Andrew Lloyd Webber used to be the Midas of musicals. With a few exceptions, he produced hit after hit. In 1991, he had six productions in the West End at the same time. But now, the composer himself has said: “I’m resigned to the fact that anything I do probably nobody is going to like.”

If he keeps making musicals about obscure figures from political scandals that happened before most of his audience was born, that may well be true. Especially if they also have utterly forgettable names: “The Profumo Affair” sounds like a musical. Stephen Ward sounds like a plumber.

But I don’t think the problem lies with Andrew Lloyd Webber (well, no more than I usually do). It’s the West End which has changed. When he brought out The Phantom of the Opera, there was a huge audience for a big-budget spectacle. People went because they liked his songs (which were released as singles), because they’d heard about the huge collapsing chandelier, and because they wanted to see Michael Crawford wearing a mask instead of a beret.

By the time he brought out the sequel, Love Never Dies, in 2010, the West End was awash with musicals. Not only that, but the mood had changed: no one was bothered about gothic tragedy (except the people going to see the original Phantom, which still packs them in). People were flocking to jukebox musicals – a story written around the hits of a popular band – and adaptations of hit films, such as Dirty Dancing and The Bodyguard. But even those have sometimes struggled. The Spice Girls musical was a flop, in spite of a script by Jennifer Saunders. I find myself ungenerously hoping that the X Factor musical will go the same way: I think I would rather a theatre stood empty than celebrated the contribution of Simon Cowell to pop culture, however ironically.

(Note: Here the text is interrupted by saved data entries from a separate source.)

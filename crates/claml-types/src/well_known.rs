//! Well-known ClaML names and CodeSystem property codes.
//!
//! # Examples
//!
//! ```
//! use claml_types::well_known;
//!
//! assert_eq!(well_known::DEFAULT_DISPLAY_RUBRIC, "preferred");
//! assert_eq!(well_known::PARENT_PROPERTY, "parent");
//! ```

// =============================================================================
// Rubric Kinds
// =============================================================================

/// Rubric kind used for concept displays unless configured otherwise.
pub const DEFAULT_DISPLAY_RUBRIC: &str = "preferred";

/// Rubric kind used for concept definitions unless configured otherwise.
pub const DEFAULT_DEFINITION_RUBRIC: &str = "definition";

// =============================================================================
// CodeSystem Properties
// =============================================================================

/// Property carrying the ClaML class kind (code-typed).
pub const KIND_PROPERTY: &str = "kind";

/// Property pointing at a parent concept.
pub const PARENT_PROPERTY: &str = "parent";

/// Property pointing at a child concept.
pub const CHILD_PROPERTY: &str = "child";

// =============================================================================
// Modifiers
// =============================================================================

/// ModifierClass meta entry naming a preceding modifier class that rules it out.
///
/// The value holds two tokens: a modifier group code and a code suffix.
pub const EXCLUDE_ON_PRECEDING_MODIFIER: &str = "excludeOnPrecedingModifier";

/// Separator between a class display and a modifier display.
pub const MODIFIER_DISPLAY_SEPARATOR: &str = " : ";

Original musicals which have succeeded over the past few years haven’t usually started on the West End. The Book of Mormon had already crushed all before it on Broadway, and the excellent Matilda started out with a three-month run at Stratford-upon-Avon. They had time to develop into hits before they got anywhere near London. And both shows had incredible pedigrees: the creative presence of Trey Parker and Matt Stone ensured that The Book of Mormon would have a devoted following, and that was before they spent seven years developing the show. Tim Minchin, similarly, had a huge fanbase who would decide to take their kids to see his show.

Word of mouth is crucial to musicals, and the earlier the word gets out, the more absolute audience reaction tends to be. Even the slightest hint of a flop at the first performances can act as a drop of blood in shark-infested water. I reviewed the short-lived musical version of Gone with the Wind a few years ago, and the press night was rammed with critics and journalists, few of whom were reviewing the show. Rather, the word was out that it would fold in a matter of weeks (and rightly – it was a shocker). No one wanted to miss the chance to see something which would enter the Hall of Fame of West End disasters.

Personally, I always wish that my reviewing career had begun early enough to include the legendary Fields of Ambrosia, which ran for barely three weeks in 1996. Famously, the show contained a scene of gang rape in a prison, followed by a song whose opening line was, “If it ain’t one thing, it’s another”. And you thought Stephen Ward was a scandal.

Binding prenups are an admission of defeat

Perhaps it’s the hopeless romantic in me, but I find the promise of legally binding prenuptial agreements a depressing development. I do see that if you’re rich as Croesus, then there’s something to be said for making sure you still will be after a marriage and divorce. Since I’m neither rich nor married, it’s not a problem I’ve ever had to worry about. But isn’t there something to be said for going into a marriage with the expectation of success and happiness? I know the statistics tell you that you’re unlikely to achieve it: 13 couples get divorced every hour in England and Wales. But if your first thought is, “How can I make sure I still have all my stuff when this all goes horribly wrong?”, it’s possible that you’re marrying the wrong person.